Many large corporations, especially in the financial services space, have a strict rule that prohibits employees from accessing social media sites. While it is understandable that sensitive information should not be shared outside the physical and virtual halls of the firm, the policy may prove harmful in the long run. In addition, there is the possibility of lost opportunities to promote the company in a positive light, and a chance to engage analysts, press and customers. Those members of senior management who are enforcing this kind of policy may feel that they have real-world justification for this position. However, based on recent studies, there is more evidence against a “no access” policy. Here are a few reasons that support my stance, as well as my counter-arguments against the main drivers behind such a restrictive policy:
1) Employee Productivity: the general assumption is that access to social media sites diverts an employee’s attention away from the work at hand. However, several studies, including one conducted by Robert Half Technology, prove just the opposite. Research strongly supports the premise that for each hour an employee spends on a non-work related website, more than that hour is spent on constructive tasks outside of the workplace. A common example of these tasks would be the checking and responding to e-mail messages during commuting times. In general, the work gets done (otherwise, there exists a distinctly different employee issue).

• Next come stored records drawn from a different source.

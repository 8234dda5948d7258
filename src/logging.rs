//! Borrowed service-half view for loggers.
//!
//! # Properties
//!
//! - Borrows from `AppError` with an explicit lifetime
//! - Cannot outlive the error that created it
//! - No allocation in accessors
//!
//! The view exists only for the duration of a logging call. When the error
//! drops, its service message and owned metadata are zeroized; nothing in this
//! module keeps a copy.

use crate::{MetaData, StatusCode};
use std::borrow::Cow;
use std::fmt;

/// Maximum length for any individual field in formatted output.
pub const MAX_FIELD_OUTPUT_LEN: usize = 1024;

const TRUNCATION_INDICATOR: &str = "...[TRUNCATED]";

/// Service half of an [`AppError`](crate::AppError), borrowed for logging.
///
/// # Example
///
/// ```rust
/// # use bastion_errors::{AppError, definitions};
/// let err = AppError::builder()
///     .public(definitions::SERVER_ERROR, "Unknown server error")
///     .service(definitions::SERVER_ERROR_DATABASE, "pool exhausted")
///     .service_meta("pool", "primary")
///     .build();
///
/// let mut line = String::new();
/// err.service_log().write_to(&mut line).unwrap();
/// assert_eq!(
///     line,
///     "[ServerError_Database (5001)] public=ServerError (5000) message='pool exhausted' pool='primary'"
/// );
/// ```
#[derive(Debug, Clone, Copy)]
pub struct ServiceLog<'a> {
    /// Code the client was (or will be) shown.
    pub public_code: StatusCode,
    /// Diagnostic code.
    pub service_code: StatusCode,
    /// Diagnostic message.
    pub message: &'a str,
    /// Diagnostic metadata.
    pub metadata: &'a MetaData,
}

impl<'a> ServiceLog<'a> {
    /// Format for human-readable logs in trusted debug contexts.
    ///
    /// Only available with both the `trusted_debug` feature and debug
    /// assertions. Fields are not truncated.
    #[cfg(all(feature = "trusted_debug", debug_assertions))]
    pub fn format_for_trusted_debug(&self) -> String {
        let mut output = format!(
            "[{}] public={} message='{}'",
            self.service_code, self.public_code, self.message
        );
        for (key, value) in self.metadata.iter() {
            output.push_str(&format!(" {}='{}'", key, value));
        }
        output
    }

    /// Write one log line into a formatter.
    ///
    /// Format: `[<service code>] public=<public code> message='<m>' k='v' ...`
    ///
    /// Each message and metadata value is capped at [`MAX_FIELD_OUTPUT_LEN`]
    /// bytes, with a visible truncation marker.
    pub fn write_to(&self, f: &mut impl fmt::Write) -> fmt::Result {
        write!(
            f,
            "[{}] public={} message='{}'",
            self.service_code,
            self.public_code,
            truncate_with_indicator(self.message)
        )?;

        for (key, value) in self.metadata.iter() {
            write!(f, " {}='{}'", key, truncate_with_indicator(value))?;
        }

        Ok(())
    }

    /// Public status code.
    #[inline]
    pub const fn public_code(&self) -> StatusCode {
        self.public_code
    }

    /// Service status code.
    #[inline]
    pub const fn service_code(&self) -> StatusCode {
        self.service_code
    }

    /// Service message, untruncated.
    #[inline]
    pub const fn message(&self) -> &'a str {
        self.message
    }

    /// Service metadata.
    ///
    /// Not truncated here; that is the log sink's job when it
    /// serializes structured fields.
    #[inline]
    pub const fn metadata(&self) -> &'a MetaData {
        self.metadata
    }
}

impl fmt::Display for ServiceLog<'_> {
    fn fmt(&self, f: &mut fmt::Formatter<'_>) -> fmt::Result {
        self.write_to(f)
    }
}

/// Cap `s` at `MAX_FIELD_OUTPUT_LEN` bytes on a char boundary.
///
/// Borrowed when no truncation is needed.
fn truncate_with_indicator(s: &str) -> Cow<'_, str> {
    if s.len() <= MAX_FIELD_OUTPUT_LEN {
        return Cow::Borrowed(s);
    }

    let mut idx = MAX_FIELD_OUTPUT_LEN - TRUNCATION_INDICATOR.len();
    while idx > 0 && !s.is_char_boundary(idx) {
        idx -= 1;
    }

    let mut result = String::with_capacity(idx + TRUNCATION_INDICATOR.len());
    result.push_str(&s[..idx]);
    result.push_str(TRUNCATION_INDICATOR);
    Cow::Owned(result)
}
//! Keeps recent failures in a bounded buffer and dumps them for an operator.

use bastion_errors::ring_buffer::RingBufferLogger;
use bastion_errors::{DbFailure, EngineError, FieldFailure, ValidationInput, from_db_error, from_validation_errors};
use std::thread;

fn main() {
    println!("--- Diagnostics Logging Example ---\n");

    // 64 entries, 512 bytes each
    let logger = RingBufferLogger::new(64, 512);

    let workers: Vec<_> = (0..4)
        .map(|worker| {
            let logger = logger.clone();
            thread::spawn(move || {
                for job in 0..40 {
                    let origin = format!("worker-{}/job-{}", worker, job);
                    let err = if job % 3 == 0 {
                        from_validation_errors(&ValidationInput::Fields(vec![FieldFailure::new(
                            "Quantity",
                            job.to_string(),
                            "min",
                        )
                        .with_param("1")]))
                    } else {
                        let failure = DbFailure::Engine(
                            EngineError::new("57014", "canceling statement due to statement timeout")
                                .with_detail(format!("job {}", job)),
                        );
                        match from_db_error(Some(&failure), "Shipment") {
                            Some(err) => err,
                            None => continue,
                        }
                    };
                    logger.log(&err, &origin);
                }
            })
        })
        .collect();

    for worker in workers {
        let _ = worker.join();
    }

    println!("retained:  {} / {}", logger.len(), logger.capacity());
    println!("evicted:   {}", logger.eviction_count());
    println!("payload:   {} bytes\n", logger.payload_bytes());

    println!("Most recent server-side failures:");
    for entry in logger.get_filtered(|e| e.service_code >= 5000).iter().rev().take(5) {
        println!(
            "   [{}] {} pgcode={} {}",
            entry.service_code,
            entry.origin,
            entry.meta("pgcode").unwrap_or("-"),
            entry.message
        );
    }

    println!("\nMost recent entries:");
    for entry in logger.get_recent(3) {
        println!("   {:?}", entry);
    }
}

2) Bandwidth: open access to the Internet puts undue stress on a firm’s technical capacity. According to Ashley Wirthlin of BusinessTraining.com, bandwidth “is the paper of the digital age.” Back in the day, it would be unheard of for a company to tell its employees that correspondence — both internal and external — was solely dependent upon the amount of paper on-hand. As the cost of disk storage and servers continue to drop, this is no longer a valid argument.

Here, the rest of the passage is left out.